### What you should do
Print out the full listing exactly as it reads.

### Excerpted records
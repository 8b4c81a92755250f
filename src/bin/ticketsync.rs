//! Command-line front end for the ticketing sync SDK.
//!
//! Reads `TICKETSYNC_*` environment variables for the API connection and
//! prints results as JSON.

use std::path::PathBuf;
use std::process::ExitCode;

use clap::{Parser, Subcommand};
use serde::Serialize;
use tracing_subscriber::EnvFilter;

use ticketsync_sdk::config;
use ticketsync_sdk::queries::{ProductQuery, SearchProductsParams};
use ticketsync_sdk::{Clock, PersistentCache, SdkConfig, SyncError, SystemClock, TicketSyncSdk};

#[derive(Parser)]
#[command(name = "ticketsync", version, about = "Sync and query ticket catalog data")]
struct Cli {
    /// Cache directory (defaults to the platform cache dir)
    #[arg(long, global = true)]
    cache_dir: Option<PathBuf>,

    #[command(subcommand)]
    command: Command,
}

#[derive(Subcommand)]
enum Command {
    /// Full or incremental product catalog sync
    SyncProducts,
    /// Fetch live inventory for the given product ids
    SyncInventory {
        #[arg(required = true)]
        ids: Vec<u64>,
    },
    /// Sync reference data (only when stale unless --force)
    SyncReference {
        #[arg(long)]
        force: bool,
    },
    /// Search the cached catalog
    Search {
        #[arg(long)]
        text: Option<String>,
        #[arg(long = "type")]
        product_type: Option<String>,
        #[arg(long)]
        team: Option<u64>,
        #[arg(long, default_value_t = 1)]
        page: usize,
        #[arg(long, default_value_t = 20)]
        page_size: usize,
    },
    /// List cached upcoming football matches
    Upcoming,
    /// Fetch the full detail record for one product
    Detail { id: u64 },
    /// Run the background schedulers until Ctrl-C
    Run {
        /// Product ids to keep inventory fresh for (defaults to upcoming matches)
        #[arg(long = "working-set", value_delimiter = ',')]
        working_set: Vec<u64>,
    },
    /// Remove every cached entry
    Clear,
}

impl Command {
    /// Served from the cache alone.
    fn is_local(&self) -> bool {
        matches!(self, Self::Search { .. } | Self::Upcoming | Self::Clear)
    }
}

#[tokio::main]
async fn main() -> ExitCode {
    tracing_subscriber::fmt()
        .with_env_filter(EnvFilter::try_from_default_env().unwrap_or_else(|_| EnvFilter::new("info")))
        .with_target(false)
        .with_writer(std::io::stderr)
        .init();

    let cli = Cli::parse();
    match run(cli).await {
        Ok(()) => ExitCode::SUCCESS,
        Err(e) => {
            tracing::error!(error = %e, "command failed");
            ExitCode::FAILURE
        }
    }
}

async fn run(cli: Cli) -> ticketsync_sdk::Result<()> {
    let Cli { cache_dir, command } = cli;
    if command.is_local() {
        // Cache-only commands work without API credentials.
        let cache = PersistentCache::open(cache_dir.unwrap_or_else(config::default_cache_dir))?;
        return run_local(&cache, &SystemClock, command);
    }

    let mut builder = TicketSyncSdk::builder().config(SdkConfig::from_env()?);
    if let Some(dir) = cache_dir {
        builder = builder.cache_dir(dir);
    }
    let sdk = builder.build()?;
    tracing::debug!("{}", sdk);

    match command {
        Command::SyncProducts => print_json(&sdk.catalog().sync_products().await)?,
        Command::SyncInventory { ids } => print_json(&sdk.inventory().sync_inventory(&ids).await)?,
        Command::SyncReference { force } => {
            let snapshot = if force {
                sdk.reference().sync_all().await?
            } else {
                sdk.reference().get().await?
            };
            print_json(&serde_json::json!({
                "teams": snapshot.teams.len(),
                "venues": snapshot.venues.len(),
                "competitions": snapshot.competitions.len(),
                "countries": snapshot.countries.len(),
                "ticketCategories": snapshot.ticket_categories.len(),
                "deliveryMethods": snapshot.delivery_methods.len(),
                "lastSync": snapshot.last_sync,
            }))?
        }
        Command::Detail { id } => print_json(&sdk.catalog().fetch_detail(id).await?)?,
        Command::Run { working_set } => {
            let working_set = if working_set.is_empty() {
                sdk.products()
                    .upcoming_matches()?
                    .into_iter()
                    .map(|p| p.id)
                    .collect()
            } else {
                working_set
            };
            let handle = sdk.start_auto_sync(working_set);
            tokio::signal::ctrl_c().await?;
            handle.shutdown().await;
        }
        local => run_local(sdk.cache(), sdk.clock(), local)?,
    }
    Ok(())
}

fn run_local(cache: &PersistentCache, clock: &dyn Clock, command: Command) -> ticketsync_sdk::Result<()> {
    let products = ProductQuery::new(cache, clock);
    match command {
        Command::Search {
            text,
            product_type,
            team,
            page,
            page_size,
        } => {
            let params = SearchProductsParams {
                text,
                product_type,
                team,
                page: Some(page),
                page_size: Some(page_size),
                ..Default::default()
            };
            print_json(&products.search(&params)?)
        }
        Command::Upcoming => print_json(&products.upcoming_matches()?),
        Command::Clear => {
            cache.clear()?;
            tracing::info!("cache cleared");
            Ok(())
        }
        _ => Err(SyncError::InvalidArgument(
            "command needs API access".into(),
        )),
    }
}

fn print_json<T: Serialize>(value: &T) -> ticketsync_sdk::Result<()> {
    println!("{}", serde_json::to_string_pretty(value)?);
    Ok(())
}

### Your response
repository 8b4c81a92755250f
filename src/bin/ticketsync.rs
//! Command-line front end for the ticketing sync SDK.
//!
//! Reads `TICKETSYNC_*` environment variables for the API connection and
//! prints results as JSON.

use std::path::PathBuf;
use std::process::ExitCode;

use clap::{Parser, Subcommand};
use serde::Serialize;
use tracing_subscriber::EnvFilter;

use ticketsync_sdk::config;
use ticketsync_sdk::queries::{ProductQuery, SearchProductsParams};
use ticketsync_sdk::{Clock, PersistentCache, SdkConfig, SyncError, SystemClock, TicketSyncSdk};

#[derive(Parser)]
#[command(name = "ticketsync", version, about = "Sync and query ticket catalog data")]
struct Cli {
    /// Cache directory (defaults to the platform cache dir)
    #[arg(long, global = true)]
    cache_dir: Option<PathBuf>,

    #[command(subcommand)]
    command: Command,
}

#[derive(Subcommand)]
enum Command {
    /// Full or incremental product catalog sync
    SyncProducts,
    /// Fetch live inventory for the given product ids
    SyncInventory {
        #[arg(required = true)]
        ids: Vec<u64>,
    },
    /// Sync reference data (only when stale unless --force)
    SyncReference {
        #[arg(long)]
        force: bool,
    },
    /// Search the cached catalog
    Search {
        #[arg(long)]
        text: Option<String>,
        #[arg(long = "type")]
        product_type: Option<String>,
        #[arg(long)]
        team: Option<u64>,
        #[arg(long, default_value_t = 1)]
        page: usize,
        #[arg(long, default_value_t = 20)]
        page_size: usize,
    },
    /// List cached upcoming football matches
    Upcoming,
    /// Fetch the full detail record for one product
    Detail { id: u64 },
    /// Run the background schedulers until Ctrl-C
    Run {
        /// Product ids to keep inventory fresh for (defaults to upcoming matches)
        #[arg(long = "working-set", value_delimiter = ',')]
        working_set: Vec<u64>,
    },
    /// Remove every cached entry
    Clear,
}

impl Command {
    /// Served from the cache alone.
    fn is_local(&self) -> bool {
        matches!(self, Self::Search { .. } | Self::Upcoming | Self::Clear)
    }
}

#[tokio::main]
async fn main() -> ExitCode {
    tracing_subscriber::fmt()
        .with_env_filter(EnvFilter::try_from_default_env().unwrap_or_else(|_| EnvFilter::new("info")))
        .with_target(false)
        .with_writer(std::io::stderr)
        .init();

    let cli = Cli::parse();
    match run(cli).await {
        Ok(()) => ExitCode::SUCCESS,
        Err(e) => {
            tracing::error!(error = %e, "command failed");
            ExitCode::FAILURE
        }
    }
}

async fn run(cli: Cli) -> ticketsync_sdk::Result<()> {
    let Cli { cache_dir, command } = cli;
    if command.is_local() {
        // Cache-only commands work without API credentials.
        let cache = PersistentCache::open(cache_dir.unwrap_or_else(config::default_cache_dir))?;
        return run_local(&cache, &SystemClock, command);
    }

    let mut builder = TicketSyncSdk::builder().config(SdkConfig::from_env()?);
    if let Some(dir) = cache_dir {
        builder = builder.cache_dir(dir);
    }
    let sdk = builder.build()?;
    tracing::debug!("{}", sdk);

    match command {
        Command::SyncProducts => print_json(&sdk.catalog().sync_products().await)?,
        Command::SyncInventory { ids } => print_json(&sdk.inventory().sync_inventory(&ids).await)?,
        Command::SyncReference { force } => {
            let snapshot = if force {
                sdk.reference().sync_all().await?
            } else {
                sdk.reference().get().await?
            };
            print_json(&serde_json::json!({
                "teams": snapshot.teams.len(),
                "venues": snapshot.venues.len(),
                "competitions": snapshot.competitions.len(),
                "countries": snapshot.countries.len(),
                "ticketCategories": snapshot.ticket_categories.len(),
                "deliveryMethods": snapshot.delivery_methods.len(),
                "lastSync": snapshot.last_sync,
            }))?
        }
        Command::Detail { id } => print_json(&sdk.catalog().fetch_detail(id).await?)?,
        Command::Run { working_set } => {
            let working_set = if working_set.is_empty() {
                sdk.products()
                    .upcoming_matches()?
                    .into_iter()
                    .map(|p| p.id)
                    .collect()
            } else {
                working_set
            };
            let handle = sdk.start_auto_sync(working_set);
            tokio::signal::ctrl_c().await?;
            handle.shutdown().await;
        }
        local => run_local(sdk.cache(), sdk.clock(), local)?,
    }
    Ok(())
}

fn run_local(cache: &PersistentCache, clock: &dyn Clock, command: Command) -> ticketsync_sdk::Result<()> {
    let products = ProductQuery::new(cache, clock);
    match command {
        Command::Search {
            text,
            product_type,
            team,
            page,
            page_size,
        } => {
            let params = SearchProductsParams {
                text,
                product_type,
                team,
                page: Some(page),
                page_size: Some(page_size),
                ..Default::default()
            };
            print_json(&products.search(&params)?)
        }
        Command::Upcoming => print_json(&products.upcoming_matches()?),
        Command::Clear => {
            cache.clear()?;
            tracing::info!("cache cleared");
            Ok(())
        }
        _ => Err(SyncError::InvalidArgument(
            "command needs API access".into(),
        )),
    }
}

fn print_json<T: Serialize>(value: &T) -> ticketsync_sdk::Result<()> {
    println!("{}", serde_json::to_string_pretty(value)?);
    Ok(())
}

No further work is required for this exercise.